An Account Sixteen Years Later1
What is the situation of a country with a capitalist dependent structure, where a national democratic bourgeois revolution did not manage to come about, which enters into industrialization with the remains of oligarchic national structures?
Brazil enters at last the history of western industrialization, carrying elements of pre-history and Africa, rich in popular influences. All the contradictions of the great western mistake are presented contemporaneously, or soon, in its modernization process, with the violent strokes of a failing situation. A process that industrialized nations took centuries to carry out, happens here within few years. Abrupt, unplanned, structurally imported industrialization, leads the country to experience an uncontrollable natural happening, and not a process created by man. The sinister marks of real-estate speculation, lack of planning for popular housing, the speculative proliferation of industrial design—gadgets, objects—most of them superfluous—weigh down the country’s cultural situation, creating serious obstacles, making the development of a truly autochthonous culture impossible. A collective awareness is necessary, any delay is a crime at this stage. De-culturing is in full sway. If the economist and the sociologist are able to diagnose freely, the artist should act; moreover, he should be in touch with the intellectual, as a part connected to the active population.

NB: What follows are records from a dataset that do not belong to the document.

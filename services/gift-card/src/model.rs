// Licensed to the Apache Software Foundation (ASF) under one
// or more contributor license agreements.  See the NOTICE file
// distributed with this work for additional information
// regarding copyright ownership.  The ASF licenses this file
// to you under the Apache License, Version 2.0 (the
// "License"); you may not use this file except in compliance
// with the License.  You may obtain a copy of the License at
//
//   http://www.apache.org/licenses/LICENSE-2.0
//
// Unless required by applicable law or agreed to in writing,
// software distributed under the License is distributed on an
// "AS IS" BASIS, WITHOUT WARRANTIES OR CONDITIONS OF ANY
// KIND, either express or implied.  See the License for the
// specific language governing permissions and limitations
// under the License.

//! Wire types of the gift card API.

use crate::constants::X_AMZ_TARGET_PREFIX;
use agcod_core::{Error, Result};
use rust_decimal::prelude::ToPrimitive;
use rust_decimal::Decimal;
use serde::{Deserialize, Deserializer, Serialize};
use std::fmt;
use std::str::FromStr;

/// Operations exposed by AGCOD.
///
/// Only [`Action::CreateGiftCard`] and [`Action::CancelGiftCard`] are wired
/// into the client.
#[derive(Debug, Clone, Copy, PartialEq, Eq, Hash)]
pub enum Action {
    /// Issue a new gift card.
    CreateGiftCard,
    /// Cancel a previously issued gift card.
    CancelGiftCard,
    /// Activate a gift card (not supported by the client).
    ActivateGiftCard,
    /// Deactivate a gift card (not supported by the client).
    DeactivateGiftCard,
    /// Check activation status (not supported by the client).
    ActivationStatusCheck,
    /// Page through gift card activity (not supported by the client).
    GetGiftCardActivityPage,
}

impl Action {
    /// Name used in the URL path.
    pub fn as_str(&self) -> &'static str {
        match self {
            Action::CreateGiftCard => "CreateGiftCard",
            Action::CancelGiftCard => "CancelGiftCard",
            Action::ActivateGiftCard => "ActivateGiftCard",
            Action::DeactivateGiftCard => "DeactivateGiftCard",
            Action::ActivationStatusCheck => "ActivationStatusCheck",
            Action::GetGiftCardActivityPage => "GetGiftCardActivityPage",
        }
    }

    /// Value of the `x-amz-target` header for this action.
    pub fn target(&self) -> String {
        format!("{X_AMZ_TARGET_PREFIX}{}", self.as_str())
    }
}

impl fmt::Display for Action {
    fn fmt(&self, f: &mut fmt::Formatter<'_>) -> fmt::Result {
        f.write_str(self.as_str())
    }
}

/// An amount of money in a given currency.
#[derive(Debug, Clone, PartialEq, Eq, Serialize, Deserialize)]
#[serde(rename_all = "camelCase")]
pub struct Money {
    /// Amount in the currency's standard unit, e.g. dollars.
    #[serde(with = "rust_decimal::serde::float")]
    pub amount: Decimal,
    /// ISO 4217 currency code such as `USD`.
    pub currency_code: String,
}

impl Money {
    /// Build a validated amount.
    ///
    /// `amount` must be positive and `currency_code` must be three uppercase
    /// ASCII letters.
    ///
    /// The amount travels as a JSON number, that is an `f64`. Amounts an
    /// `f64` cannot hold exactly, such as `123456789012345678.9`, are
    /// rejected instead of being rounded on the wire.
    pub fn new(amount: Decimal, currency_code: &str) -> Result<Self> {
        if amount <= Decimal::ZERO {
            return Err(Error::request_invalid(format!(
                "amount must be greater than zero, got {amount}"
            )));
        }
        if !survives_f64(amount) {
            return Err(Error::request_invalid(format!(
                "amount {amount} cannot be sent as a JSON number without rounding"
            )));
        }
        if currency_code.len() != 3 || !currency_code.bytes().all(|b| b.is_ascii_uppercase()) {
            return Err(Error::request_invalid(format!(
                "currency code must be a 3-letter ISO 4217 code, got {currency_code:?}"
            )));
        }

        Ok(Self {
            amount,
            currency_code: currency_code.to_string(),
        })
    }
}

/// Body of a `CreateGiftCard` call.
#[derive(Debug, Clone, PartialEq, Eq, Serialize)]
#[serde(rename_all = "camelCase")]
pub struct GiftCardRequest {
    creation_request_id: String,
    partner_id: String,
    value: Money,
}

impl GiftCardRequest {
    pub(crate) fn new(creation_request_id: String, partner_id: &str, value: Money) -> Self {
        Self {
            creation_request_id,
            partner_id: partner_id.to_string(),
            value,
        }
    }

    /// Idempotency token of this request. Keep it: cancelling the card needs it.
    pub fn creation_request_id(&self) -> &str {
        &self.creation_request_id
    }

    /// Partner the card is issued for.
    pub fn partner_id(&self) -> &str {
        &self.partner_id
    }

    /// Face value of the card.
    pub fn value(&self) -> &Money {
        &self.value
    }
}

/// Card details returned alongside a created gift card.
#[derive(Debug, Clone, PartialEq, Eq, Deserialize)]
#[serde(rename_all = "camelCase")]
pub struct CardInfo {
    /// Card number, usually empty.
    #[serde(default, deserialize_with = "null_as_default")]
    pub card_number: String,
    /// Card status, such as `Fulfilled`.
    #[serde(default, deserialize_with = "null_as_default")]
    pub card_status: String,
    /// Card expiration date, if any.
    #[serde(default, deserialize_with = "null_as_default")]
    pub expiration_date: String,
    /// Face value of the card.
    pub value: Money,
}

/// Response of a `CreateGiftCard` call.
///
/// `status` is informational, the client never branches on it.
#[derive(Debug, Clone, PartialEq, Eq, Deserialize)]
#[serde(rename_all = "camelCase")]
pub struct GiftCardResponse {
    /// Card details.
    pub card_info: CardInfo,
    /// Echo of the creation request id.
    #[serde(default, deserialize_with = "null_as_default")]
    pub creation_request_id: String,
    /// Claim code to hand to the recipient.
    #[serde(default, deserialize_with = "null_as_default")]
    pub gc_claim_code: String,
    /// Expiration date of the claim code, if any.
    #[serde(default, deserialize_with = "null_as_default")]
    pub gc_expiration_date: String,
    /// Gift card id assigned by Amazon.
    #[serde(default, deserialize_with = "null_as_default")]
    pub gc_id: String,
    /// `SUCCESS`, `FAILURE` or `RESEND`.
    #[serde(default, deserialize_with = "null_as_default")]
    pub status: String,
}

/// Body of a `CancelGiftCard` call.
#[derive(Debug, Clone, PartialEq, Eq, Serialize)]
#[serde(rename_all = "camelCase")]
pub struct CancelGiftCardRequest {
    creation_request_id: String,
    partner_id: String,
    #[serde(skip_serializing_if = "Option::is_none")]
    gc_id: Option<String>,
}

impl CancelGiftCardRequest {
    pub(crate) fn new(partner_id: &str, creation_request_id: &str) -> Self {
        Self {
            creation_request_id: creation_request_id.to_string(),
            partner_id: partner_id.to_string(),
            gc_id: None,
        }
    }

    /// Also name the gift card id returned at creation.
    pub fn with_gc_id(mut self, gc_id: &str) -> Self {
        self.gc_id = Some(gc_id.to_string());
        self
    }

    /// Idempotency token of the original create request.
    pub fn creation_request_id(&self) -> &str {
        &self.creation_request_id
    }

    /// Partner the card was issued for.
    pub fn partner_id(&self) -> &str {
        &self.partner_id
    }

    /// Gift card id, if set.
    pub fn gc_id(&self) -> Option<&str> {
        self.gc_id.as_deref()
    }
}

/// Response of a `CancelGiftCard` call.
#[derive(Debug, Clone, PartialEq, Eq, Deserialize)]
#[serde(rename_all = "camelCase")]
pub struct CancelGiftCardResponse {
    /// Echo of the creation request id.
    #[serde(default, deserialize_with = "null_as_default")]
    pub creation_request_id: String,
    /// Gift card id, when the service returns it.
    #[serde(default)]
    pub gc_id: Option<String>,
    /// Outcome reported by the service.
    #[serde(default, deserialize_with = "null_as_default")]
    pub status: String,
}

// `{}` on f64 prints the shortest text that reads back to the same f64, which
// is also what goes on the wire.
fn survives_f64(amount: Decimal) -> bool {
    amount
        .to_f64()
        .and_then(|f| Decimal::from_str(&f.to_string()).ok())
        .is_some_and(|back| back == amount)
}

// The service sends `null` for fields it has no value for.
fn null_as_default<'de, D, T>(deserializer: D) -> std::result::Result<T, D::Error>
where
    D: Deserializer<'de>,
    T: Default + Deserialize<'de>,
{
    Ok(Option::<T>::deserialize(deserializer)?.unwrap_or_default())
}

A re-examination of the recent history of the country is called for. An account of “popular” Brazilian civilization is required, even if it is poor in the light of a higher culture. This account is not one of folklore, always parternalistically pampered by higher cultures, it is the account “seen from the other side”, the participating account. It is Aleijadinho and Brazilian culture before the French Mission. It’s the Northeasterner with his leather and empty tins, the inhabitants of the villages, the Negro and the Indian. A mass that invents, that produces a contribution that is indigestible, dry, hard to swallow.
This urgency, this not-being-able-to-wait any longer, is the real base of the Brazilian artist’s work, a reality that needs no artificial stimulus, a cultural bounty within reach of his hands, a unique anthropological wealth, with tragic and fundamental historical incidents. Brazil is industrialized, and the new reality must be accepted in order to be studied. A return to extinct social structures is impossible, the creation of handicraft centers, the return to handicraft as an antidote to an industrialization strange to the cultural principles of the country is wrong. Because handicraft as a social structure never existed in Brazil, what did exist was a scanty immigration of Iberian or Italian craftsmen and, in the 19th century, manufactures. What does exist is a sparse domestic pre-craftsmanship, never craftsmanship.